From the material below, return every line that includes "impl".

===== RECORDS TO PROCESS

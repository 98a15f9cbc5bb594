use std::collections::HashMap;
use std::io::Cursor;
use std::str::FromStr;

use calamine::{Data, Reader, Xlsx};
use rust_xlsxwriter::{Format, Workbook};
use serde::{Deserialize, Serialize};

use crate::SheetError;

// XLSX files are zip archives.
const ZIP_MAGIC: &[u8] = b"PK\x03\x04";

#[derive(Debug, Clone, Copy, PartialEq, Eq, Default, Serialize, Deserialize)]
#[serde(rename_all = "lowercase")]
pub enum SheetFormat {
    #[default]
    Xlsx,
    Csv,
}

impl SheetFormat {
    /// Sniffs the format from the leading bytes of an upload.
    #[must_use]
    pub fn detect(bytes: &[u8]) -> Self {
        if bytes.starts_with(ZIP_MAGIC) {
            Self::Xlsx
        } else {
            Self::Csv
        }
    }

    #[must_use]
    pub fn content_type(self) -> &'static str {
        match self {
            Self::Xlsx => "application/vnd.openxmlformats-officedocument.spreadsheetml.sheet",
            Self::Csv => "text/csv; charset=utf-8",
        }
    }

    #[must_use]
    pub fn extension(self) -> &'static str {
        match self {
            Self::Xlsx => "xlsx",
            Self::Csv => "csv",
        }
    }
}

impl FromStr for SheetFormat {
    type Err = String;

    fn from_str(s: &str) -> Result<Self, Self::Err> {
        match s.trim().to_ascii_lowercase().as_str() {
            "xlsx" | "excel" => Ok(Self::Xlsx),
            "csv" => Ok(Self::Csv),
            other => Err(format!("unknown sheet format '{other}' (expected xlsx or csv)")),
        }
    }
}

/// A header row plus data rows, every cell already rendered as text.
#[derive(Debug, Clone, Default)]
pub(crate) struct Table {
    columns: HashMap<String, usize>,
    rows: Vec<Vec<String>>,
}

impl Table {
    /// Reads `bytes` as XLSX or CSV. For workbooks, `sheet` is matched
    /// case-insensitively and the first sheet is used when it is absent.
    pub(crate) fn read(bytes: &[u8], sheet: &str) -> Result<Self, SheetError> {
        let mut raw = match SheetFormat::detect(bytes) {
            SheetFormat::Xlsx => read_xlsx(bytes, sheet)?,
            SheetFormat::Csv => read_csv(bytes)?,
        }
        .into_iter();

        let headers = raw.next().unwrap_or_default();
        let mut columns = HashMap::new();
        for (idx, header) in headers.iter().enumerate() {
            let key = header_key(header);
            if !key.is_empty() {
                columns.entry(key).or_insert(idx);
            }
        }
        Ok(Self {
            columns,
            rows: raw.collect(),
        })
    }

    /// Fails with every missing column name when any of `required` is absent.
    pub(crate) fn require(&self, required: &[&str]) -> Result<(), SheetError> {
        let missing: Vec<String> = required
            .iter()
            .filter(|name| !self.columns.contains_key(**name))
            .map(|name| (*name).to_string())
            .collect();
        if missing.is_empty() {
            Ok(())
        } else {
            Err(SheetError::MissingColumns(missing))
        }
    }

    /// Data rows with their 1-based numbers, skipping rows with no content.
    pub(crate) fn rows(&self) -> impl Iterator<Item = Row<'_>> {
        self.rows
            .iter()
            .enumerate()
            .filter(|(_, cells)| cells.iter().any(|c| !c.trim().is_empty()))
            .map(|(idx, cells)| Row {
                number: idx + 1,
                cells,
                columns: &self.columns,
            })
    }
}

pub(crate) struct Row<'a> {
    pub(crate) number: usize,
    cells: &'a [String],
    columns: &'a HashMap<String, usize>,
}

impl Row<'_> {
    /// Trimmed cell under `column`; `None` when the column or the value is missing.
    pub(crate) fn get(&self, column: &str) -> Option<&str> {
        let idx = *self.columns.get(column)?;
        let value = self.cells.get(idx)?.trim();
        (!value.is_empty()).then_some(value)
    }
}

/// Lowercased header with a required-marker `*` and surrounding space removed.
fn header_key(header: &str) -> String {
    header
        .trim()
        .trim_end_matches('*')
        .trim()
        .to_lowercase()
        .replace(' ', "_")
}

fn read_xlsx(bytes: &[u8], sheet: &str) -> Result<Vec<Vec<String>>, SheetError> {
    let mut workbook: Xlsx<_> = Xlsx::new(Cursor::new(bytes))?;
    let names = workbook.sheet_names();
    let name = names
        .iter()
        .find(|n| n.eq_ignore_ascii_case(sheet))
        .or_else(|| names.first())
        .cloned()
        .ok_or(SheetError::MissingSheet)?;

    let range = workbook.worksheet_range(&name)?;
    // Ranges start at the first used cell; pad so column indexes line up.
    let (first_row, first_col) = range.start().unwrap_or((0, 0));
    let lead = usize::try_from(first_col).unwrap_or(0);
    let mut out: Vec<Vec<String>> = (0..first_row).map(|_| Vec::new()).collect();
    for row in range.rows() {
        let mut cells = vec![String::new(); lead];
        cells.extend(row.iter().map(cell_text));
        out.push(cells);
    }
    Ok(out)
}

fn read_csv(bytes: &[u8]) -> Result<Vec<Vec<String>>, SheetError> {
    let bytes = bytes.strip_prefix(b"\xEF\xBB\xBF").unwrap_or(bytes);
    let mut reader = csv::ReaderBuilder::new()
        .has_headers(false)
        .flexible(true)
        .from_reader(bytes);

    let mut out = Vec::new();
    for record in reader.records() {
        out.push(record?.iter().map(ToOwned::to_owned).collect());
    }
    Ok(out)
}

#[allow(clippy::cast_possible_truncation)]
fn cell_text(cell: &Data) -> String {
    match cell {
        Data::Empty => String::new(),
        Data::String(s) => s.clone(),
        // Whole numbers come back as floats; keep "12" rather than "12.0".
        Data::Float(f) if f.fract() == 0.0 && f.abs() < 1e15 => (*f as i64).to_string(),
        Data::Float(f) => f.to_string(),
        Data::Int(i) => i.to_string(),
        Data::Bool(b) => b.to_string(),
        other => other.to_string(),
    }
}

/// One output cell.
#[derive(Debug, Clone, PartialEq)]
pub(crate) enum Cell {
    Text(String),
    Number(f64),
    Bool(bool),
    Empty,
}

impl Cell {
    pub(crate) fn text(value: impl Into<String>) -> Self {
        Self::Text(value.into())
    }

    pub(crate) fn opt(value: Option<&str>) -> Self {
        value.map_or(Self::Empty, Self::text)
    }

    fn render(&self) -> String {
        match self {
            Self::Text(s) => s.clone(),
            Self::Number(n) => n.to_string(),
            Self::Bool(b) => b.to_string(),
            Self::Empty => String::new(),
        }
    }
}

/// Writes `headers` and `rows` as a single-sheet workbook or a CSV file.
pub(crate) fn write_table(
    format: SheetFormat,
    sheet: &str,
    headers: &[String],
    rows: &[Vec<Cell>],
) -> Result<Vec<u8>, SheetError> {
    match format {
        SheetFormat::Xlsx => write_xlsx(sheet, headers, rows),
        SheetFormat::Csv => write_csv(headers, rows),
    }
}

fn write_xlsx(sheet: &str, headers: &[String], rows: &[Vec<Cell>]) -> Result<Vec<u8>, SheetError> {
    let mut workbook = Workbook::new();
    let worksheet = workbook.add_worksheet();
    worksheet.set_name(sheet)?;

    let bold = Format::new().set_bold();
    for (col, header) in (0u16..).zip(headers) {
        worksheet.write_string_with_format(0, col, header, &bold)?;
        let width = header.chars().count().clamp(10, 40);
        worksheet.set_column_width(col, u32::try_from(width).unwrap_or(10) + 2)?;
    }

    for (row_idx, cells) in (1u32..).zip(rows) {
        for (col, cell) in (0u16..).zip(cells) {
            match cell {
                Cell::Text(s) => {
                    worksheet.write_string(row_idx, col, s)?;
                }
                Cell::Number(n) => {
                    worksheet.write_number(row_idx, col, *n)?;
                }
                Cell::Bool(b) => {
                    worksheet.write_boolean(row_idx, col, *b)?;
                }
                Cell::Empty => {}
            }
        }
    }

    worksheet.set_freeze_panes(1, 0)?;
    Ok(workbook.save_to_buffer()?)
}

fn write_csv(headers: &[String], rows: &[Vec<Cell>]) -> Result<Vec<u8>, SheetError> {
    let mut writer = csv::Writer::from_writer(Vec::new());
    writer.write_record(headers)?;
    for cells in rows {
        writer.write_record(cells.iter().map(Cell::render))?;
    }
    writer
        .into_inner()
        .map_err(|e| SheetError::CsvWrite(e.to_string()))
}

#[cfg(test)]
mod tests {
    use super::*;

    fn headers(names: &[&str]) -> Vec<String> {
        names.iter().map(|s| (*s).to_string()).collect()
    }

    #[test]
    fn detects_xlsx_by_zip_magic() {
        assert_eq!(SheetFormat::detect(b"PK\x03\x04rest"), SheetFormat::Xlsx);
        assert_eq!(SheetFormat::detect(b"sku,price\n"), SheetFormat::Csv);
    }

    #[test]
    fn header_keys_ignore_case_and_required_marker() {
        assert_eq!(header_key(" SKU* "), "sku");
        assert_eq!(header_key("Old Price"), "old_price");
        assert_eq!(header_key("level0 *"), "level0");
    }

    #[test]
    fn csv_rows_are_numbered_from_first_data_row() {
        let table = Table::read(b"sku,price\nA,1\n,\nB,2\n", "Prices").unwrap();
        let numbers: Vec<usize> = table.rows().map(|r| r.number).collect();
        assert_eq!(numbers, vec![1, 3]);
        let first = table.rows().next().unwrap();
        assert_eq!(first.get("sku"), Some("A"));
        assert_eq!(first.get("missing"), None);
    }

    #[test]
    fn csv_with_bom_is_read() {
        let table = Table::read(b"\xEF\xBB\xBFSKU*,Price*\nA,1\n", "Prices").unwrap();
        table.require(&["sku", "price"]).unwrap();
    }

    #[test]
    fn require_lists_every_missing_column() {
        let table = Table::read(b"sku\nA\n", "Prices").unwrap();
        let err = table.require(&["sku", "price", "currency"]).unwrap_err();
        match err {
            SheetError::MissingColumns(cols) => assert_eq!(cols, vec!["price", "currency"]),
            other => panic!("unexpected error: {other}"),
        }
    }

    #[test]
    fn xlsx_round_trips_through_table() {
        let bytes = write_table(
            SheetFormat::Xlsx,
            "Prices",
            &headers(&["SKU*", "Price*"]),
            &[vec![Cell::text("A"), Cell::Number(12.0)]],
        )
        .unwrap();
        let table = Table::read(&bytes, "prices").unwrap();
        let row = table.rows().next().unwrap();
        assert_eq!(row.number, 1);
        assert_eq!(row.get("sku"), Some("A"));
        assert_eq!(row.get("price"), Some("12"));
    }

    #[test]
    fn csv_writer_quotes_values() {
        let bytes = write_table(
            SheetFormat::Csv,
            "Products",
            &headers(&["sku", "name"]),
            &[vec![Cell::text("A"), Cell::text("Case, clear")]],
        )
        .unwrap();
        let text = String::from_utf8(bytes).unwrap();
        assert_eq!(text, "sku,name\nA,\"Case, clear\"\n");
    }
}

==========

- _TASK RESPONSE_
impl SheetFormat {
impl FromStr for SheetFormat {
impl Table {
    pub(crate) fn rows(&self) -> impl Iterator<Item = Row<'_>> {
impl Row<'_> {
impl Cell {
    pub(crate) fn text(value: impl Into<String>) -> Self {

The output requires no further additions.